▶ **Task prompt**:
Your task is to find every line in the records that holds the string "else" and copy it.

Segment Start: The data

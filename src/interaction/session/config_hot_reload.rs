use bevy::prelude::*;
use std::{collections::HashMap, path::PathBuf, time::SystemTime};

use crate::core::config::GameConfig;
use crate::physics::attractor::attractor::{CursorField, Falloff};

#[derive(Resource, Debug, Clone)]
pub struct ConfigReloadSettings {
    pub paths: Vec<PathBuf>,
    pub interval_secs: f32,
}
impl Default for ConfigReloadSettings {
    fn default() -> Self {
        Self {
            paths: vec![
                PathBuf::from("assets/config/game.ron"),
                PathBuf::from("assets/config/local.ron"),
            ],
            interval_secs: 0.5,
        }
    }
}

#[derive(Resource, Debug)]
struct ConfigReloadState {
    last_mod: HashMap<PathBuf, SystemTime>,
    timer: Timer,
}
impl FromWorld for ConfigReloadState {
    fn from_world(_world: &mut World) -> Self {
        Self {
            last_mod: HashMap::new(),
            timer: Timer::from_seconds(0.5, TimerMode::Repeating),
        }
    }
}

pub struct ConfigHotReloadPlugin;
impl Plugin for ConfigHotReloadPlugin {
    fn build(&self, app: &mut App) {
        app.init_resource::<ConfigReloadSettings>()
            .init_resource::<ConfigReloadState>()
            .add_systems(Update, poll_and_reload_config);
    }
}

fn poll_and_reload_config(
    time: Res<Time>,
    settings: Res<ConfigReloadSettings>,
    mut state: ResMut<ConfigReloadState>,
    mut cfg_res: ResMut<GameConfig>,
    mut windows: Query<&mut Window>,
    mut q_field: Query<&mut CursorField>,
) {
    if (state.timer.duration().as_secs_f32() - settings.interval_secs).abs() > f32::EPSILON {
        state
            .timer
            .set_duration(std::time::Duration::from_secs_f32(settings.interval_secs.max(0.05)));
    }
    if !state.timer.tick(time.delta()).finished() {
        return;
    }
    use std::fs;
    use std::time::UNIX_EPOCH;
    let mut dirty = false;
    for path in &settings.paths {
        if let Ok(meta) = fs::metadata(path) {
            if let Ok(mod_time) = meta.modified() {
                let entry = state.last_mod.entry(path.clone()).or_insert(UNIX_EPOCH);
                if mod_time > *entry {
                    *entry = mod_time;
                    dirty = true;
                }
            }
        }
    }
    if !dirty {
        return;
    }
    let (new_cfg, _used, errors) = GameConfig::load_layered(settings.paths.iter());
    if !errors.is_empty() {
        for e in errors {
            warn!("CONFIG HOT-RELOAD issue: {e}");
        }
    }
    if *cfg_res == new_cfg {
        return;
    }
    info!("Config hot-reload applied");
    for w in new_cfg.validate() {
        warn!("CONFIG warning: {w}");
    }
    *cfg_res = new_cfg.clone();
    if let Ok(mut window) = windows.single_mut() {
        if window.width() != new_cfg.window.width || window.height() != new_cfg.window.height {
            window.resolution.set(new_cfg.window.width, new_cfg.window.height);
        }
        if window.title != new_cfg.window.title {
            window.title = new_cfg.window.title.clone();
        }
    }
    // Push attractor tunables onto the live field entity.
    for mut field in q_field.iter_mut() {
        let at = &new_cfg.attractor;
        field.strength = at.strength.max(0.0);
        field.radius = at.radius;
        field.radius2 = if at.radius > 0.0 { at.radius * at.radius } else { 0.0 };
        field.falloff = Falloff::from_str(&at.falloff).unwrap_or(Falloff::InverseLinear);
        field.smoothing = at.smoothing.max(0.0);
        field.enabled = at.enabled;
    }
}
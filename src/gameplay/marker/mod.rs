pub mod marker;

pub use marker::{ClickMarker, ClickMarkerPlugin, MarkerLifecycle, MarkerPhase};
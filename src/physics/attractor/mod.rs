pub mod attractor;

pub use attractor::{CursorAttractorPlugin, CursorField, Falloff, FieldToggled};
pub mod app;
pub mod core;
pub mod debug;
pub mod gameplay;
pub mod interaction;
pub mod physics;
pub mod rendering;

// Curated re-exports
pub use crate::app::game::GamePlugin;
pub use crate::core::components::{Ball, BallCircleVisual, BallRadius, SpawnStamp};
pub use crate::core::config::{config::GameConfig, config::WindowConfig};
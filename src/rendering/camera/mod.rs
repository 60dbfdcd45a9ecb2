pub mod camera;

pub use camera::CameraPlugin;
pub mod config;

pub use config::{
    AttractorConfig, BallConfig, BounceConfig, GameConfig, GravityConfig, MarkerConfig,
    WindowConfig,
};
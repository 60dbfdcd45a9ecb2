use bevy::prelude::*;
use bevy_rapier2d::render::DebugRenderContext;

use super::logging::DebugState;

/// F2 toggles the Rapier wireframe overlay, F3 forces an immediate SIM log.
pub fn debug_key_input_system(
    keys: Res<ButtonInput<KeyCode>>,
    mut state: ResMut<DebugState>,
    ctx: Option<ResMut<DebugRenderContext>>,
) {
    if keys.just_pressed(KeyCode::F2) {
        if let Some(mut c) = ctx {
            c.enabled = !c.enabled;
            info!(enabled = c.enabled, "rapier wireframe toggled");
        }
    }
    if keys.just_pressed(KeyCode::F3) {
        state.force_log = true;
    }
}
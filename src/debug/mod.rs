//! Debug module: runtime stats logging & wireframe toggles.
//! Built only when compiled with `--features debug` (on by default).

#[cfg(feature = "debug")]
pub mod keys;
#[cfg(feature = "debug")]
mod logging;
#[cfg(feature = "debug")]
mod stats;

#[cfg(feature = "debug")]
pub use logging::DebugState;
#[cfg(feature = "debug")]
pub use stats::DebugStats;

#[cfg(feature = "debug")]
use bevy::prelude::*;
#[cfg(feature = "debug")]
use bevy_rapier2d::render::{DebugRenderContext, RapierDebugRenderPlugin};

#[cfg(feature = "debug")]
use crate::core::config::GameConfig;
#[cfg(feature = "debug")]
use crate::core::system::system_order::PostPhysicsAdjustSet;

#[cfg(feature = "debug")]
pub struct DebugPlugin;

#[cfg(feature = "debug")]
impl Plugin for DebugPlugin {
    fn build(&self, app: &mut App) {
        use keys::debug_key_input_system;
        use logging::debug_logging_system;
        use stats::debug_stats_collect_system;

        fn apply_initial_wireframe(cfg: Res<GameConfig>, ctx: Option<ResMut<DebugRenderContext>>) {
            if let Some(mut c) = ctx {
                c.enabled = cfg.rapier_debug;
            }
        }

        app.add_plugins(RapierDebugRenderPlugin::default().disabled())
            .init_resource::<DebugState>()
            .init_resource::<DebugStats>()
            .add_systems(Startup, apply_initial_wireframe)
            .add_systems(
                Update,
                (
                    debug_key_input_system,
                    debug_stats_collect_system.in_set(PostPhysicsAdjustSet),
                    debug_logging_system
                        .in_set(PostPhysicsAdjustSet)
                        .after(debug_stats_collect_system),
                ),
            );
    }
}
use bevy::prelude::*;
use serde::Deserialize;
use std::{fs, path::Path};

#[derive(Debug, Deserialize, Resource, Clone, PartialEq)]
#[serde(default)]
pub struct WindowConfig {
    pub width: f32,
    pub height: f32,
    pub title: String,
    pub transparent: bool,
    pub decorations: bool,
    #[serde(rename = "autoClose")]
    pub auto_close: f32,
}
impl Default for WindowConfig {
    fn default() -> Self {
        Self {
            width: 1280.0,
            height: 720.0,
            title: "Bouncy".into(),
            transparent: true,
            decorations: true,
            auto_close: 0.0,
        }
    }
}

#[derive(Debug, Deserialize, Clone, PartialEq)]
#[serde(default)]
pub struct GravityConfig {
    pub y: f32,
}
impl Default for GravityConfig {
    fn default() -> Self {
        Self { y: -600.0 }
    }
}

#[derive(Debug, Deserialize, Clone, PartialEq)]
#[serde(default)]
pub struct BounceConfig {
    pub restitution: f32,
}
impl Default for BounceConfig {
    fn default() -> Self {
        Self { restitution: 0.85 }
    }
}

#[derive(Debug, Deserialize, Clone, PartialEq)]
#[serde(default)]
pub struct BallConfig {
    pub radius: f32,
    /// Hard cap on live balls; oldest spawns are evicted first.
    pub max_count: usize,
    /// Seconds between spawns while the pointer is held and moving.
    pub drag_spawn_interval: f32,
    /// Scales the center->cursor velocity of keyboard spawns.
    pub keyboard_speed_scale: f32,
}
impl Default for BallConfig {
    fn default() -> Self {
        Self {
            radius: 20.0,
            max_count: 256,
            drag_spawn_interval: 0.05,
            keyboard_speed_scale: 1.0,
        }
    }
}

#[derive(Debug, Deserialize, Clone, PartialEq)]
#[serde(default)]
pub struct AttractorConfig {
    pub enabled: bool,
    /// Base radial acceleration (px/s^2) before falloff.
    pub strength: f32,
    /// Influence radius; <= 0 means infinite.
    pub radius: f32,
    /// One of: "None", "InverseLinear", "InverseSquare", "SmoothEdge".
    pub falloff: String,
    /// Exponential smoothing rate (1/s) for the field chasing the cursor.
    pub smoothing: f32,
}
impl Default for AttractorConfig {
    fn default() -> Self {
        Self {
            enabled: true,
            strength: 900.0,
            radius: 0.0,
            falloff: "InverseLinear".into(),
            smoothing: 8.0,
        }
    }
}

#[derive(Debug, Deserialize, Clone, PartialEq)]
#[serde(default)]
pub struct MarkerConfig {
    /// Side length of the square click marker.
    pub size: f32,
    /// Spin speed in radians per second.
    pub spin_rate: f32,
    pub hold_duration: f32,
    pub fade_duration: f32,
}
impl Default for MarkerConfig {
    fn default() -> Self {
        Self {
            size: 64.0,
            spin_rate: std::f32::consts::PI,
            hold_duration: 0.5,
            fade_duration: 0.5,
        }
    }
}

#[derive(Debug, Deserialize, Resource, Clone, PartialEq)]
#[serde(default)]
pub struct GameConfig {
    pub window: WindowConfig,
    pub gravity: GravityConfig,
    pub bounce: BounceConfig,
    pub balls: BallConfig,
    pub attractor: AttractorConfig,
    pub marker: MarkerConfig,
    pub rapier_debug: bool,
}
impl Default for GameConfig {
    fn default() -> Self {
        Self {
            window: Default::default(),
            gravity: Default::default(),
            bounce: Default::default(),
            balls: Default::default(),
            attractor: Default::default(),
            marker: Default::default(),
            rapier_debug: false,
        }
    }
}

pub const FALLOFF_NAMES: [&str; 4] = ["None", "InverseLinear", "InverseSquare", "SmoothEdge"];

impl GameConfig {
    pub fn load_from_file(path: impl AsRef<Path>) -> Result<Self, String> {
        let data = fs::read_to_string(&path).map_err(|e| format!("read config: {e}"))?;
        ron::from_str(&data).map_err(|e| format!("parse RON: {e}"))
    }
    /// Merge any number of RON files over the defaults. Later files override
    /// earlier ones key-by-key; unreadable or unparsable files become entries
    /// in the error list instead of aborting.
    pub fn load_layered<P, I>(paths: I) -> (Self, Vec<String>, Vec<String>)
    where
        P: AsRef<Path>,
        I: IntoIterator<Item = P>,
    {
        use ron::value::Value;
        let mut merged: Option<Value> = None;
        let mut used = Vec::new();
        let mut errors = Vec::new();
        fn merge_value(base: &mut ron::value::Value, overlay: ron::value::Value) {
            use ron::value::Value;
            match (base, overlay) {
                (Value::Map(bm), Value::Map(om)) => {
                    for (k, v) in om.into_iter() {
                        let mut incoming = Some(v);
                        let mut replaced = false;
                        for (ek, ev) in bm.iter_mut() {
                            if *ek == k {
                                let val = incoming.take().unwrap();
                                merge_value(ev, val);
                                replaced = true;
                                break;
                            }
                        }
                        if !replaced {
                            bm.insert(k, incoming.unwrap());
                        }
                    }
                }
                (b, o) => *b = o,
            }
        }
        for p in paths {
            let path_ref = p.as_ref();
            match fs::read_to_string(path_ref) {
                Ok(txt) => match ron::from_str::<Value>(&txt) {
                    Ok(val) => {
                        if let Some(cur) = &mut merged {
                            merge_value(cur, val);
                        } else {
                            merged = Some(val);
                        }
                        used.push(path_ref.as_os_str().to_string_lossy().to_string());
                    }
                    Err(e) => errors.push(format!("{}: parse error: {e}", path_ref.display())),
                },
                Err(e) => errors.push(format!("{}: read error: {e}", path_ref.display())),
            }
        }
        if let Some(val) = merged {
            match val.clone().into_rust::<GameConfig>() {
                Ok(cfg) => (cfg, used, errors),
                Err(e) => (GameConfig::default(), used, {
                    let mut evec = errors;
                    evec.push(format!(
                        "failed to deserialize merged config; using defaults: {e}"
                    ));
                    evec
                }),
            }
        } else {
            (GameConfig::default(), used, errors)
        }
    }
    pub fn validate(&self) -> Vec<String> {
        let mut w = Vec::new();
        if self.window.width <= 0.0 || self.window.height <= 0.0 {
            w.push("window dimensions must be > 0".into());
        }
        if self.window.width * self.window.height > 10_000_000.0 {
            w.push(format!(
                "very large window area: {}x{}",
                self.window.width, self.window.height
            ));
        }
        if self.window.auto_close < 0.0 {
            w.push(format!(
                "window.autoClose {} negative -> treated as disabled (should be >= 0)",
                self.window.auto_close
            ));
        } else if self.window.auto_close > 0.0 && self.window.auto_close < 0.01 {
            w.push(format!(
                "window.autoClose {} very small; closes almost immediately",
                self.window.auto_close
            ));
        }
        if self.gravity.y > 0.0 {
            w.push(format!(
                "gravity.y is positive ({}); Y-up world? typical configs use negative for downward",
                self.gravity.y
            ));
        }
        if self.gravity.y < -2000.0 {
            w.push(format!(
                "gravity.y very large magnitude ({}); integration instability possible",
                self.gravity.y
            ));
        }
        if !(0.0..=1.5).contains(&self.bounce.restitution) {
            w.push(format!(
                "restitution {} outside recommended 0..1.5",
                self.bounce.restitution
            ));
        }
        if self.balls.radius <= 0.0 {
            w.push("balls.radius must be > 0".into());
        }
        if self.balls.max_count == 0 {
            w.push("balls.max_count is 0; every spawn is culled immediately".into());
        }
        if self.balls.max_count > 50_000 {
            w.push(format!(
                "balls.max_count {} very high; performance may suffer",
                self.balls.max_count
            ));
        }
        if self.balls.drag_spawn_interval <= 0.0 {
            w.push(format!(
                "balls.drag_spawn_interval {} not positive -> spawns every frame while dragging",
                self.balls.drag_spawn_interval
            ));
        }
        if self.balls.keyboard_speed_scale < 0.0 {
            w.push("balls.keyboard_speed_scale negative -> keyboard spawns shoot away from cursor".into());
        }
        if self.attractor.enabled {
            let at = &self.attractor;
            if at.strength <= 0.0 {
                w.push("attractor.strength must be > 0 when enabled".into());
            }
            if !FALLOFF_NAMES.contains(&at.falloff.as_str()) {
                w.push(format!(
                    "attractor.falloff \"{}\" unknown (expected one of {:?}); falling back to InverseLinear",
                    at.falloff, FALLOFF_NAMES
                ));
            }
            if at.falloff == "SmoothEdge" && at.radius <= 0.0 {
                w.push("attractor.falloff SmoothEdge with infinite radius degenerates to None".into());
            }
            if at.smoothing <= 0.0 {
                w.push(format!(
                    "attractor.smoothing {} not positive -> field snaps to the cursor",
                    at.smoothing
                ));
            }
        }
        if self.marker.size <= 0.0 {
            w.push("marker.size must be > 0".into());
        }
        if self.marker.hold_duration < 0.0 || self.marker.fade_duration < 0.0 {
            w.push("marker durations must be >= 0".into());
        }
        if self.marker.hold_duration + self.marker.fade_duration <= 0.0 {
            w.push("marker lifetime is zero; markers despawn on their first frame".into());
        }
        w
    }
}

Segment End: The data

▶ **Answer for this exercise**:
        field.radius2 = if at.radius > 0.0 { at.radius * at.radius } else { 0.0 };
                        } else {
        } else {
        } else if self.window.auto_close > 0.0 && self.window.auto_close < 0.01 {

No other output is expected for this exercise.